David Rogers at the Pilot

David Greig is a real chameleon of a playwright. He writes numerous plays in many different styles. It should therefore come as no surprise that this two-hour long RSC transfer from Stratford is unlike anything that he has previously written. Strangely, it might be closer to Outlying Islands, his wartime play set on the Outer Hebrides, than any other.

The American Pilot is set in an unnamed country that might be Afghanistan or Iraq. The idea of the prisoner of war billeted with a confused family of locals has been done to death in a European context but seems fresh here.

Through his eyes, we see how harsh life is in a country that has been at war for decades and where death is a constant companion. The subject matter also allows the writer to make some less than complimentary observations about the punitive nature of contemporary American imperialism.

David Rogers as The Pilot is first seen lying, as if crucified, on the floor of an idealistic Farmer played by Tom Hodgkins. They may not be able to communicate with their captive but the locals recognise that he represents another, richer world. To the host, he is "The most beautiful human being I had ever seen" and others believe that he has some superhuman glow.

Inevitably, a debate ensues about what to do with the infidel. He has landed up on the wrong side of the faraway tracks, amongst Mujaheddin or Kurds who oppose the Yankophile government and now have a potential weapon.

While Jonathan Slinger's Trader would like to make money from him, the Farmer's determined Daughter, 16-year-old Evie played by Sinéad Keenan, who is eventually cast as an unlikely modern Joan of Arc, sees him as a Messiah who might save her people.

The power in the area is in the hands of David Rintoul's swaggering Captain, a tired man who wishes that he had settled in Norway when the chance arose.

He is accompanied by a lily-livered sidekick, his almost son-in-law Matthew (Paul Chahidi). This meek guerrilla translates the words as best he can but cannot help his countrymen to overcome the cultural differences. He also fails to hide his own grief and disbelief at the loss of a fiancée who literally evaporated when an American bomb hit a wedding ceremony.

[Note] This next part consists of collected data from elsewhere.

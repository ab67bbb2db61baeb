// Test module organization
pub mod test_flatten;
#[cfg(feature = "serde")]
pub mod test_serde;
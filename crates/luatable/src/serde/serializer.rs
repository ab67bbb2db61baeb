/// Serializer for converting values to serde_json::Value
///
/// - boolean -> JSON boolean
/// - integer / float -> JSON number
/// - string -> JSON string
/// - table (pure sequence) -> JSON array
/// - table (anything else) -> JSON object, keys stringified
/// - userdata -> error
use serde_json::{Map, Number, Value as JsonValue};
use tracing::warn;

use crate::lua_error::{LuaError, LuaResult};
use crate::lua_value::{LuaTable, LuaValue};

/// Convert a value to a serde_json::Value
pub fn to_value(lua_value: &LuaValue) -> LuaResult<JsonValue> {
    match lua_value {
        LuaValue::Boolean(b) => Ok(JsonValue::Bool(*b)),

        LuaValue::Integer(i) => Ok(JsonValue::Number(Number::from(*i))),

        LuaValue::Float(n) => Number::from_f64(*n)
            .map(JsonValue::Number)
            .ok_or_else(|| LuaError::Serialize(format!("Invalid number: {}", n))),

        LuaValue::String(s) => Ok(JsonValue::String(s.to_string())),

        LuaValue::Table(t) => {
            // The hash part is empty exactly when the table is a sequence 1..n
            if t.hash.is_empty() {
                table_to_json_array(t)
            } else {
                table_to_json_object(t)
            }
        }

        LuaValue::Userdata(_) => Err(LuaError::Serialize(
            "Cannot serialize userdata to JSON".to_string(),
        )),
    }
}

/// Convert a value to a JSON string
pub fn to_string(lua_value: &LuaValue, pretty: bool) -> LuaResult<String> {
    let json_value = to_value(lua_value)?;

    let result = if pretty {
        serde_json::to_string_pretty(&json_value)
    } else {
        serde_json::to_string(&json_value)
    };
    result.map_err(|e| LuaError::Serialize(format!("Failed to serialize to JSON: {}", e)))
}

fn table_to_json_array(table: &LuaTable) -> LuaResult<JsonValue> {
    table
        .array()
        .iter()
        .map(to_value)
        .collect::<LuaResult<Vec<_>>>()
        .map(JsonValue::Array)
}

fn table_to_json_object(table: &LuaTable) -> LuaResult<JsonValue> {
    let mut object = Map::new();

    for (key, value) in table.iter() {
        let key_str = match &key {
            LuaValue::String(s) => s.to_string(),
            LuaValue::Integer(i) => i.to_string(),
            LuaValue::Float(n) => n.to_string(),
            LuaValue::Boolean(b) => b.to_string(),
            LuaValue::Table(_) | LuaValue::Userdata(_) => {
                warn!(key_type = key.type_name(), "skipping key with no JSON form");
                continue;
            }
        };

        object.insert(key_str, to_value(value)?);
    }

    Ok(JsonValue::Object(object))
}
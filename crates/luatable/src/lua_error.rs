/// Errors raised by table operations.
///
/// `get`/`contains` never produce one of these; they are the probe-style
/// alternative to the checked accessors.
#[derive(Debug)]
pub enum LuaError {
    /// Direct access on an absent key - carries the rendered key
    KeyNotFound(String),
    /// Programmer error: bad index, non-string key in `add`, NaN key, ...
    PreconditionViolation(String),
    /// Typed read found a value of another kind
    TypeMismatch {
        expected: &'static str,
        found: &'static str,
    },
    /// I/O failure from the persistence layer, passed through unchanged
    Io(std::io::Error),
    /// Codec failure (malformed payload, unencodable value)
    Serialize(String),
}

pub type LuaResult<T> = Result<T, LuaError>;

impl LuaError {
    #[inline]
    pub(crate) fn precondition(message: impl Into<String>) -> Self {
        LuaError::PreconditionViolation(message.into())
    }

    #[inline]
    pub(crate) fn key_not_found(key: impl std::fmt::Display) -> Self {
        LuaError::KeyNotFound(key.to_string())
    }
}

impl std::fmt::Display for LuaError {
    fn fmt(&self, f: &mut std::fmt::Formatter<'_>) -> std::fmt::Result {
        match self {
            LuaError::KeyNotFound(key) => write!(f, "key not found: {}", key),
            LuaError::PreconditionViolation(msg) => write!(f, "precondition violated: {}", msg),
            LuaError::TypeMismatch { expected, found } => {
                write!(f, "type mismatch: expected {}, got {}", expected, found)
            }
            LuaError::Io(e) => write!(f, "I/O error: {}", e),
            LuaError::Serialize(msg) => write!(f, "serialization error: {}", msg),
        }
    }
}

impl std::error::Error for LuaError {
    fn source(&self) -> Option<&(dyn std::error::Error + 'static)> {
        match self {
            LuaError::Io(e) => Some(e),
            _ => None,
        }
    }
}

impl From<std::io::Error> for LuaError {
    fn from(e: std::io::Error) -> Self {
        LuaError::Io(e)
    }
}
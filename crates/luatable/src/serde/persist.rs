// Table persistence
//
// The table is turned into a flat list of serde mirror nodes and handed to a
// codec. Each node keeps the array part apart from the keyed entries and tags
// each value with its variant, so integer/float/string keys survive a round
// trip. Nested tables are node indices, so neither side recurses.
use std::fs::{self, OpenOptions};
use std::io::Write;
use std::path::Path;
use std::rc::Rc;

use ::serde::{Deserialize, Serialize};
use tracing::debug;

use crate::lua_error::{LuaError, LuaResult};
use crate::lua_value::{LuaTable, LuaValue};

/// Turns a table into bytes and back.
///
/// `decode(encode(t))` must equal `t` for every table the codec accepts.
pub trait TableCodec {
    fn encode(&self, table: &LuaTable) -> LuaResult<Vec<u8>>;
    fn decode(&self, bytes: &[u8]) -> LuaResult<LuaTable>;
}

/// Lossless JSON encoding. Userdata and non-finite floats are rejected.
#[derive(Debug, Clone, Copy, Default)]
pub struct JsonCodec {
    pub pretty: bool,
}

impl JsonCodec {
    pub fn new(pretty: bool) -> Self {
        JsonCodec { pretty }
    }
}

impl TableCodec for JsonCodec {
    fn encode(&self, table: &LuaTable) -> LuaResult<Vec<u8>> {
        let stored = StoredDocument::from_table(table)?;
        let result = if self.pretty {
            serde_json::to_vec_pretty(&stored)
        } else {
            serde_json::to_vec(&stored)
        };
        result.map_err(|e| LuaError::Serialize(format!("Failed to encode table: {}", e)))
    }

    fn decode(&self, bytes: &[u8]) -> LuaResult<LuaTable> {
        let stored: StoredDocument = serde_json::from_slice(bytes)
            .map_err(|e| LuaError::Serialize(format!("Failed to decode table: {}", e)))?;
        stored.into_table()
    }
}

/// Options for writing a table to disk
#[derive(Debug, Clone, Copy, Default)]
pub struct SaveOptions {
    /// Replace an existing file; when false an existing path is an `AlreadyExists` error
    pub overwrite: bool,
    /// Human-readable JSON output
    pub pretty: bool,
}

impl SaveOptions {
    pub fn save(&self, table: &LuaTable, path: impl AsRef<Path>) -> LuaResult<()> {
        save_with(&JsonCodec::new(self.pretty), table, path, self.overwrite)
    }
}

/// Write `table` to `path` as compact JSON
pub fn save(table: &LuaTable, path: impl AsRef<Path>, overwrite: bool) -> LuaResult<()> {
    save_with(&JsonCodec::default(), table, path, overwrite)
}

/// Read a table written by [`save`]
pub fn load(path: impl AsRef<Path>) -> LuaResult<LuaTable> {
    load_with(&JsonCodec::default(), path)
}

pub fn save_with<C: TableCodec + ?Sized>(
    codec: &C,
    table: &LuaTable,
    path: impl AsRef<Path>,
    overwrite: bool,
) -> LuaResult<()> {
    let path = path.as_ref();
    // Encode first so a bad table never leaves a truncated file behind
    let bytes = codec.encode(table)?;

    let mut options = OpenOptions::new();
    options.write(true);
    if overwrite {
        options.create(true).truncate(true);
    } else {
        options.create_new(true);
    }

    let mut file = options.open(path)?;
    file.write_all(&bytes)?;
    file.flush()?;

    debug!(path = %path.display(), bytes = bytes.len(), entries = table.len(), "saved table");
    Ok(())
}

pub fn load_with<C: TableCodec + ?Sized>(codec: &C, path: impl AsRef<Path>) -> LuaResult<LuaTable> {
    let path = path.as_ref();
    let bytes = fs::read(path)?;
    let table = codec.decode(&bytes)?;

    debug!(path = %path.display(), bytes = bytes.len(), entries = table.len(), "loaded table");
    Ok(table)
}

/// Every table of the tree as one flat node list; `tables[0]` is the root.
/// Nesting in the output stays constant no matter how deep the table is.
#[derive(Serialize, Deserialize)]
struct StoredDocument {
    tables: Vec<StoredTable>,
}

#[derive(Serialize, Deserialize)]
struct StoredTable {
    array: Vec<StoredValue>,
    hash: Vec<(StoredValue, StoredValue)>,
}

#[derive(Serialize, Deserialize)]
enum StoredValue {
    Boolean(bool),
    Integer(i64),
    Float(f64),
    String(String),
    /// Index into `StoredDocument::tables`, always past the referring table
    Table(usize),
}

impl StoredDocument {
    /// Breadth-first walk: a nested table takes the next free slot when it is
    /// first seen, so children always land after their parent
    fn from_table(root: &LuaTable) -> LuaResult<Self> {
        let mut pending: Vec<&LuaTable> = vec![root];
        let mut tables = Vec::new();

        while let Some(&table) = pending.get(tables.len()) {
            let array = table
                .array
                .iter()
                .map(|value| store_value(value, &mut pending))
                .collect::<LuaResult<Vec<_>>>()?;
            let hash = table
                .hash
                .iter()
                .map(|(key, value)| -> LuaResult<_> {
                    Ok((store_value(key, &mut pending)?, store_value(value, &mut pending)?))
                })
                .collect::<LuaResult<Vec<_>>>()?;
            tables.push(StoredTable { array, hash });
        }

        Ok(StoredDocument { tables })
    }

    /// Rebuild from the last node back to the root, so every child is ready
    /// before its parent asks for it. Rebuilding goes through `update`, so a
    /// hand-edited file still yields a canonical table.
    fn into_table(self) -> LuaResult<LuaTable> {
        let mut built: Vec<Option<Rc<LuaTable>>> = vec![None; self.tables.len()];

        for (index, stored) in self.tables.into_iter().enumerate().rev() {
            let mut table = LuaTable::with_capacity(stored.array.len(), stored.hash.len());
            for value in stored.array {
                table.insert(load_value(value, index, &built)?);
            }
            for (key, value) in stored.hash {
                table.update(load_value(key, index, &built)?, load_value(value, index, &built)?)?;
            }
            built[index] = Some(Rc::new(table));
        }

        let root = built
            .into_iter()
            .next()
            .flatten()
            .ok_or_else(|| LuaError::Serialize("Stored document has no root table".to_string()))?;
        Ok(Rc::try_unwrap(root).unwrap_or_else(|shared| (*shared).clone()))
    }
}

fn store_value<'a>(value: &'a LuaValue, pending: &mut Vec<&'a LuaTable>) -> LuaResult<StoredValue> {
    Ok(match value {
        LuaValue::Boolean(b) => StoredValue::Boolean(*b),
        LuaValue::Integer(i) => StoredValue::Integer(*i),
        LuaValue::Float(n) if n.is_finite() => StoredValue::Float(*n),
        LuaValue::Float(n) => {
            return Err(LuaError::Serialize(format!("Cannot encode number: {}", n)));
        }
        LuaValue::String(s) => StoredValue::String(s.to_string()),
        LuaValue::Table(t) => {
            pending.push(&**t);
            StoredValue::Table(pending.len() - 1)
        }
        LuaValue::Userdata(_) => {
            return Err(LuaError::Serialize("Cannot encode userdata".to_string()));
        }
    })
}

fn load_value(value: StoredValue, owner: usize, built: &[Option<Rc<LuaTable>>]) -> LuaResult<LuaValue> {
    Ok(match value {
        StoredValue::Boolean(b) => LuaValue::Boolean(b),
        StoredValue::Integer(i) => LuaValue::Integer(i),
        StoredValue::Float(n) => LuaValue::Float(n),
        StoredValue::String(s) => LuaValue::from(s),
        StoredValue::Table(child) => {
            // Only forward references; anything else would be a cycle or a dangling slot
            let table = built
                .get(child)
                .filter(|_| child > owner)
                .and_then(Option::as_ref)
                .ok_or_else(|| {
                    LuaError::Serialize(format!("Table {} refers to invalid table {}", owner, child))
                })?;
            LuaValue::Table(Rc::clone(table))
        }
    })
}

With music played by Ali Shahsavari on a Santour (a kind of Iranian xylophone), accompanied by the cast using makeshift instruments, director Ramin Gray ensures that his audience is steeped in an Eastern atmosphere. With the help of designer, Lizzie Clachan from Shunt, he also closes the play in an absolutely unforgettable fashion.

David Rogers conveys the alternating fear and hope of the hostage - think poor Norman Kember but alone and isolated - while David Rintoul as the proud but increasingly desperate Captain and Sinéad Keenan as the star-struck teenager provide the strongest support.

The American Pilot is a brave, poetic play that sensitively looks beneath the headlines to show what life must be like in a war zone, but rarely gets too grim. The highest praise that one can offer David Greig, regarding this multi-layered play, is to suggest that it gives the impression of having been written by a native.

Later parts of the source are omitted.